EXERCISE PROMPT: Please print each record exactly, omitting none of them.
MATERIAL PROVIDED START
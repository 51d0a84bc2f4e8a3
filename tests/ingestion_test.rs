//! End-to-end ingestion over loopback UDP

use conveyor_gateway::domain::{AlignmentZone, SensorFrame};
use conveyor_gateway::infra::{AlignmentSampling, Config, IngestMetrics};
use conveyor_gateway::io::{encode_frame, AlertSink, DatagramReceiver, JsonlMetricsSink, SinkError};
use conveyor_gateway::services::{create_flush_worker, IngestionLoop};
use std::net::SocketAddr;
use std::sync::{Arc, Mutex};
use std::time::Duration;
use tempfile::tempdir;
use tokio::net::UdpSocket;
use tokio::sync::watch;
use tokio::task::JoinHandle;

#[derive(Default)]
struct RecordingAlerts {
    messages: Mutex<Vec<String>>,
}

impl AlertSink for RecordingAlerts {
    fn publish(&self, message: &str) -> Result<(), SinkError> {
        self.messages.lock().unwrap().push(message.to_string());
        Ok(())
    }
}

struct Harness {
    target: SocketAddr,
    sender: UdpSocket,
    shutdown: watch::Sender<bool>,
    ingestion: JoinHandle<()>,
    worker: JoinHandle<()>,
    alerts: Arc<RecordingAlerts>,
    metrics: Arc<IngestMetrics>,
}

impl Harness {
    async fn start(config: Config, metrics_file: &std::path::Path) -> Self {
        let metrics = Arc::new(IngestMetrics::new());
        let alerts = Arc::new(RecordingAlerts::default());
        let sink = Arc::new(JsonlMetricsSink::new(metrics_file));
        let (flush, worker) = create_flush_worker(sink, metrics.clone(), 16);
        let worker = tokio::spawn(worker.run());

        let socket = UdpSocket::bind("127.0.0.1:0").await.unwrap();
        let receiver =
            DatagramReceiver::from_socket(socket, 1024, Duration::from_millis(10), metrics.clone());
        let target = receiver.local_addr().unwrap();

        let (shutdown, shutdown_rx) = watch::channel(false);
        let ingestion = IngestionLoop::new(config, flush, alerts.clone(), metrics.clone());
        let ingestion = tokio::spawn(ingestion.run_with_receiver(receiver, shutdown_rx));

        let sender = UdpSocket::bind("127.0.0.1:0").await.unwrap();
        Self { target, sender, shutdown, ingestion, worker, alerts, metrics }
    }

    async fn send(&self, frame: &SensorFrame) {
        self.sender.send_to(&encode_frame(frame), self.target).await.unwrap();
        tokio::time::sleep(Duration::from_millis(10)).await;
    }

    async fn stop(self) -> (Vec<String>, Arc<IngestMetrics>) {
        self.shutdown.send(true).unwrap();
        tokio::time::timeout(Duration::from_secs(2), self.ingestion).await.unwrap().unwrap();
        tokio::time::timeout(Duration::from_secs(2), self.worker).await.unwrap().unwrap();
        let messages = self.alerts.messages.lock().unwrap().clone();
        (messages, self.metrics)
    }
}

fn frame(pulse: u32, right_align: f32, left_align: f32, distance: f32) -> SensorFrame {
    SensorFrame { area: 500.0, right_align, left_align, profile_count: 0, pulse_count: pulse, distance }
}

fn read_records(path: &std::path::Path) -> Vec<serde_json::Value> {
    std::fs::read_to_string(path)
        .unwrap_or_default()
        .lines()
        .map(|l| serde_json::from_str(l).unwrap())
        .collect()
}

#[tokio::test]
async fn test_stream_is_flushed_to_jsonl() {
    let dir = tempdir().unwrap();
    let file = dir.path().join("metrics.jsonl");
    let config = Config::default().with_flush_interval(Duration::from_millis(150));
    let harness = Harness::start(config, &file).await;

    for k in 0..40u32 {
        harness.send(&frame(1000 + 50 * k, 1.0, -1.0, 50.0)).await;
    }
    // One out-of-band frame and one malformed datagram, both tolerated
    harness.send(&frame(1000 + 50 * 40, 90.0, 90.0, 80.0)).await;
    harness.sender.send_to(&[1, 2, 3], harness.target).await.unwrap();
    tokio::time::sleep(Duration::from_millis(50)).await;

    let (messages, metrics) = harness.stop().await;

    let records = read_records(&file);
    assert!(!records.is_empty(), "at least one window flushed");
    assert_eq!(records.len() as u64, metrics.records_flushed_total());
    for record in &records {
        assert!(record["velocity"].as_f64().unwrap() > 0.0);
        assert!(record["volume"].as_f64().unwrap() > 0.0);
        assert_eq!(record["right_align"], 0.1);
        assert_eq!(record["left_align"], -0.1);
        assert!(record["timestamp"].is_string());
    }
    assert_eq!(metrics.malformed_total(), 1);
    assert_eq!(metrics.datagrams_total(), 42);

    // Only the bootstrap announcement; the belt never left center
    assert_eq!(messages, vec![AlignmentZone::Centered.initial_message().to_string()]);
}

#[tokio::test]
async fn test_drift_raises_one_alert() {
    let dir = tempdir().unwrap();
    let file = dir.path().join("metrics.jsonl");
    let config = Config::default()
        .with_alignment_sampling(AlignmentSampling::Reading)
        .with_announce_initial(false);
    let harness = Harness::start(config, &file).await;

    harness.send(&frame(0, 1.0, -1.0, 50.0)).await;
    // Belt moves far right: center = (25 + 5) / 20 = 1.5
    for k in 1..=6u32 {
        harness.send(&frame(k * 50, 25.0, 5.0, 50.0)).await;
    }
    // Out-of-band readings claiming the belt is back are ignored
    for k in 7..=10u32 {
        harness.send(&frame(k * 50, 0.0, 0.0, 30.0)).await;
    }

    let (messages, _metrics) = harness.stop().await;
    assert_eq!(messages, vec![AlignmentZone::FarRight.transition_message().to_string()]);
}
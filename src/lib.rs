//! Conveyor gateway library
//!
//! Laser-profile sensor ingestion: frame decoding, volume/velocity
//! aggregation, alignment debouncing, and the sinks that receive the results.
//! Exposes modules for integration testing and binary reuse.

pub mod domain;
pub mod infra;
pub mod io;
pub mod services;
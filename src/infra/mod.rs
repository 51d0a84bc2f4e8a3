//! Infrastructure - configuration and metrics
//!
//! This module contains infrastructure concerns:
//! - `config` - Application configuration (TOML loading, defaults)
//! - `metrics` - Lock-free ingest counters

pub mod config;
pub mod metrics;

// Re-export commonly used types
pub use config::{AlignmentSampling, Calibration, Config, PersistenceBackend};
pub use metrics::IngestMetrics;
MATERIAL PROVIDED END
WRITTEN SOLUTION:
repository 51d0a84bc2f4e8a3
filename tests/ingestion_test.rs
//! End-to-end ingestion over loopback UDP

use conveyor_gateway::domain::{AlignmentZone, SensorFrame};
use conveyor_gateway::infra::{AlignmentSampling, Config, IngestMetrics};
use conveyor_gateway::io::{encode_frame, AlertSink, DatagramReceiver, JsonlMetricsSink, SinkError};
use conveyor_gateway::services::{create_flush_worker, IngestionLoop};
use std::net::SocketAddr;
use std::sync::{Arc, Mutex};
use std::time::Duration;
use tempfile::tempdir;
use tokio::net::UdpSocket;
use tokio::sync::watch;
use tokio::task::JoinHandle;

#[derive(Default)]
struct RecordingAlerts {
    messages: Mutex<Vec<String>>,
}

impl AlertSink for RecordingAlerts {
    fn publish(&self, message: &str) -> Result<(), SinkError> {
        self.messages.lock().unwrap().push(message.to_string());
        Ok(())
    }
}

struct Harness {
    target: SocketAddr,
    sender: UdpSocket,
    shutdown: watch::Sender<bool>,
    ingestion: JoinHandle<()>,
    worker: JoinHandle<()>,
    alerts: Arc<RecordingAlerts>,
    metrics: Arc<IngestMetrics>,
}

impl Harness {
    async fn start(config: Config, metrics_file: &std::path::Path) -> Self {
        let metrics = Arc::new(IngestMetrics::new());
        let alerts = Arc::new(RecordingAlerts::default());
        let sink = Arc::new(JsonlMetricsSink::new(metrics_file));
        let (flush, worker) = create_flush_worker(sink, metrics.clone(), 16);
        let worker = tokio::spawn(worker.run());

        let socket = UdpSocket::bind("127.0.0.1:0").await.unwrap();
        let receiver =
            DatagramReceiver::from_socket(socket, 1024, Duration::from_millis(10), metrics.clone());
        let target = receiver.local_addr().unwrap();

        let (shutdown, shutdown_rx) = watch::channel(false);
        let ingestion = IngestionLoop::new(config, flush, alerts.clone(), metrics.clone());
        let ingestion = tokio::spawn(ingestion.run_with_receiver(receiver, shutdown_rx));

        let sender = UdpSocket::bind("127.0.0.1:0").await.unwrap();
        Self { target, sender, shutdown, ingestion, worker, alerts, metrics }
    }

    async fn send(&self, frame: &SensorFrame) {
        self.sender.send_to(&encode_frame(frame), self.target).await.unwrap();
        tokio::time::sleep(Duration::from_millis(10)).await;
    }

    async fn stop(self) -> (Vec<String>, Arc<IngestMetrics>) {
        self.shutdown.send(true).unwrap();
        tokio::time::timeout(Duration::from_secs(2), self.ingestion).await.unwrap().unwrap();
        tokio::time::timeout(Duration::from_secs(2), self.worker).await.unwrap().unwrap();
        let messages = self.alerts.messages.lock().unwrap().clone();
        (messages, self.metrics)
    }
}

fn frame(pulse: u32, right_align: f32, left_align: f32, distance: f32) -> SensorFrame {
    SensorFrame { area: 500.0, right_align, left_align, profile_count: 0, pulse_count: pulse, distance }
}

fn read_records(path: &std::path::Path) -> Vec<serde_json::Value> {
    std::fs::read_to_string(path)
        .unwrap_or_default()
        .lines()
        .map(|l| serde_json::from_str(l).unwrap())
        .collect()
}

#[tokio::test]
async fn test_stream_is_flushed_to_jsonl() {
    let dir = tempdir().unwrap();
    let file = dir.path().join("metrics.jsonl");
    let config = Config::default().with_flush_interval(Duration::from_millis(150));
    let harness = Harness::start(config, &file).await;

    for k in 0..40u32 {
        harness.send(&frame(1000 + 50 * k, 1.0, -1.0, 50.0)).await;
    }
    // One out-of-band frame and one malformed datagram, both tolerated
    harness.send(&frame(1000 + 50 * 40, 90.0, 90.0, 80.0)).await;
    harness.sender.send_to(&[1, 2, 3], harness.target).await.unwrap();
    tokio::time::sleep(Duration::from_millis(50)).await;

    let (messages, metrics) = harness.stop().await;

    let records = read_records(&file);
    assert!(!records.is_empty(), "at least one window flushed");
    assert_eq!(records.len() as u64, metrics.records_flushed_total());
    for record in &records {
        assert!(record["velocity"].as_f64().unwrap() > 0.0);
        assert!(record["volume"].as_f64().unwrap() > 0.0);
        assert_eq!(record["right_align"], 0.1);
        assert_eq!(record["left_align"], -0.1);
        assert!(record["timestamp"].is_string());
    }
    assert_eq!(metrics.malformed_total(), 1);
    assert_eq!(metrics.datagrams_total(), 42);

    // Only the bootstrap announcement; the belt never left center
    assert_eq!(messages, vec![AlignmentZone::Centered.initial_message().to_string()]);
}

#[tokio::test]
async fn test_drift_raises_one_alert() {
    let dir = tempdir().unwrap();
    let file = dir.path().join("metrics.jsonl");
    let config = Config::default()
        .with_alignment_sampling(AlignmentSampling::Reading)
        .with_announce_initial(false);
    let harness = Harness::start(config, &file).await;

    harness.send(&frame(0, 1.0, -1.0, 50.0)).await;
    // Belt moves far right: center = (25 + 5) / 20 = 1.5
    for k in 1..=6u32 {
        harness.send(&frame(k * 50, 25.0, 5.0, 50.0)).await;
    }
    // Out-of-band readings claiming the belt is back are ignored
    for k in 7..=10u32 {
        harness.send(&frame(k * 50, 0.0, 0.0, 30.0)).await;
    }

    let (messages, _metrics) = harness.stop().await;
    assert_eq!(messages, vec![AlignmentZone::FarRight.transition_message().to_string()]);
}
filename src/lib.rs
//! Conveyor gateway library
//!
//! Laser-profile sensor ingestion: frame decoding, volume/velocity
//! aggregation, alignment debouncing, and the sinks that receive the results.
//! Exposes modules for integration testing and binary reuse.

pub mod domain;
pub mod infra;
pub mod io;
pub mod services;
filename src/infra/mod.rs
repository 51d0a84bc2f4e8a3
//! Infrastructure - configuration and metrics
//!
//! This module contains infrastructure concerns:
//! - `config` - Application configuration (TOML loading, defaults)
//! - `metrics` - Lock-free ingest counters

pub mod config;
pub mod metrics;

// Re-export commonly used types
pub use config::{AlignmentSampling, Calibration, Config, PersistenceBackend};
pub use metrics::IngestMetrics;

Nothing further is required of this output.